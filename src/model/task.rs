use chrono::{DateTime, Utc};
use serde::{Deserialize, Serialize};
use serde_json::Value;

use crate::model::enums::{Priority, TaskExecutionStatus};
use crate::model::var_pool::Property;
use crate::model::workflow::{TaskDefinition, WorkflowInstance};

/// One attempt to run a DAG node within a workflow instance.
#[derive(Debug, Clone, Serialize, Deserialize, PartialEq)]
pub struct TaskInstance {
    pub id: i64,
    pub name: String,
    pub task_code: i64,
    pub task_definition_version: i32,
    pub task_type: String,
    pub task_params: Value,
    pub workflow_instance_id: i64,
    pub workflow_instance_priority: Priority,
    pub state: TaskExecutionStatus,
    pub priority: Priority,
    pub worker_group: String,
    pub host: Option<String>,
    pub task_group_id: Option<i32>,
    pub task_group_priority: Option<i32>,
    /// Set once by the first attempt and kept across retries.
    pub first_submit_time: DateTime<Utc>,
    pub submit_time: DateTime<Utc>,
    pub start_time: Option<DateTime<Utc>>,
    pub end_time: Option<DateTime<Utc>>,
    pub var_pool: Vec<Property>,
    /// Successors chosen by a branching task once it succeeded.
    #[serde(default)]
    pub next_nodes: Option<Vec<i64>>,
    pub retry_times: u32,
    pub max_retry_times: u32,
    pub retry_interval_ms: u64,
    /// False once superseded by a retry.
    pub valid: bool,
}

impl TaskInstance {
    pub fn from_definition(definition: &TaskDefinition, workflow_instance: &WorkflowInstance) -> Self {
        let now = Utc::now();
        Self {
            id: 0,
            name: definition.name.clone(),
            task_code: definition.code,
            task_definition_version: definition.version,
            task_type: definition.task_type.clone(),
            task_params: definition.task_params.clone(),
            workflow_instance_id: workflow_instance.id,
            workflow_instance_priority: workflow_instance.priority,
            state: TaskExecutionStatus::SubmittedSuccess,
            priority: definition.priority,
            worker_group: definition.worker_group.clone(),
            host: None,
            task_group_id: definition.task_group_id,
            task_group_priority: definition.task_group_priority,
            first_submit_time: now,
            submit_time: now,
            start_time: None,
            end_time: None,
            var_pool: Vec::new(),
            next_nodes: None,
            retry_times: 0,
            max_retry_times: definition.max_retry_times,
            retry_interval_ms: definition.retry_interval_ms,
            valid: true,
        }
    }

    /// A fresh attempt of this task. Identity fields and `first_submit_time` carry over.
    pub fn new_retry(&self) -> Self {
        let mut retry = self.clone();
        retry.id = 0;
        retry.state = TaskExecutionStatus::SubmittedSuccess;
        retry.host = None;
        retry.submit_time = Utc::now();
        retry.start_time = None;
        retry.end_time = None;
        retry.next_nodes = None;
        retry.var_pool.retain(|p| p.direct == crate::model::Direction::In);
        retry.retry_times = self.retry_times + 1;
        retry.valid = true;
        retry
    }

    pub fn can_retry(&self) -> bool {
        self.state == TaskExecutionStatus::Failure && self.retry_times < self.max_retry_times
    }

    pub fn out_properties(&self) -> impl Iterator<Item = &Property> {
        self.var_pool
            .iter()
            .filter(|p| p.direct == crate::model::Direction::Out)
    }
}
* * *
**Exercise description**
Return every record above exactly, line by line.

**Expected answer**
filename src/model/task.rs
use chrono::{DateTime, Utc};
use serde::{Deserialize, Serialize};
use serde_json::Value;

use crate::model::enums::{Priority, TaskExecutionStatus};
use crate::model::var_pool::Property;
use crate::model::workflow::{TaskDefinition, WorkflowInstance};

/// One attempt to run a DAG node within a workflow instance.
#[derive(Debug, Clone, Serialize, Deserialize, PartialEq)]
pub struct TaskInstance {
    pub id: i64,
    pub name: String,
    pub task_code: i64,
    pub task_definition_version: i32,
    pub task_type: String,
    pub task_params: Value,
    pub workflow_instance_id: i64,
    pub workflow_instance_priority: Priority,
    pub state: TaskExecutionStatus,
    pub priority: Priority,
    pub worker_group: String,
    pub host: Option<String>,
    pub task_group_id: Option<i32>,
    pub task_group_priority: Option<i32>,
    /// Set once by the first attempt and kept across retries.
    pub first_submit_time: DateTime<Utc>,
    pub submit_time: DateTime<Utc>,
    pub start_time: Option<DateTime<Utc>>,
    pub end_time: Option<DateTime<Utc>>,
    pub var_pool: Vec<Property>,
    /// Successors chosen by a branching task once it succeeded.
    #[serde(default)]
    pub next_nodes: Option<Vec<i64>>,
    pub retry_times: u32,
    pub max_retry_times: u32,
    pub retry_interval_ms: u64,
    /// False once superseded by a retry.
    pub valid: bool,
}

impl TaskInstance {
    pub fn from_definition(definition: &TaskDefinition, workflow_instance: &WorkflowInstance) -> Self {
        let now = Utc::now();
        Self {
            id: 0,
            name: definition.name.clone(),
            task_code: definition.code,
            task_definition_version: definition.version,
            task_type: definition.task_type.clone(),
            task_params: definition.task_params.clone(),
            workflow_instance_id: workflow_instance.id,
            workflow_instance_priority: workflow_instance.priority,
            state: TaskExecutionStatus::SubmittedSuccess,
            priority: definition.priority,
            worker_group: definition.worker_group.clone(),
            host: None,
            task_group_id: definition.task_group_id,
            task_group_priority: definition.task_group_priority,
            first_submit_time: now,
            submit_time: now,
            start_time: None,
            end_time: None,
            var_pool: Vec::new(),
            next_nodes: None,
            retry_times: 0,
            max_retry_times: definition.max_retry_times,
            retry_interval_ms: definition.retry_interval_ms,
            valid: true,
        }
    }

    /// A fresh attempt of this task. Identity fields and `first_submit_time` carry over.
    pub fn new_retry(&self) -> Self {
        let mut retry = self.clone();
        retry.id = 0;
        retry.state = TaskExecutionStatus::SubmittedSuccess;
        retry.host = None;
        retry.submit_time = Utc::now();
        retry.start_time = None;
        retry.end_time = None;
        retry.next_nodes = None;
        retry.var_pool.retain(|p| p.direct == crate::model::Direction::In);
        retry.retry_times = self.retry_times + 1;
        retry.valid = true;
        retry
    }

    pub fn can_retry(&self) -> bool {
        self.state == TaskExecutionStatus::Failure && self.retry_times < self.max_retry_times
    }

    pub fn out_properties(&self) -> impl Iterator<Item = &Property> {
        self.var_pool
            .iter()
            .filter(|p| p.direct == crate::model::Direction::Out)
    }
}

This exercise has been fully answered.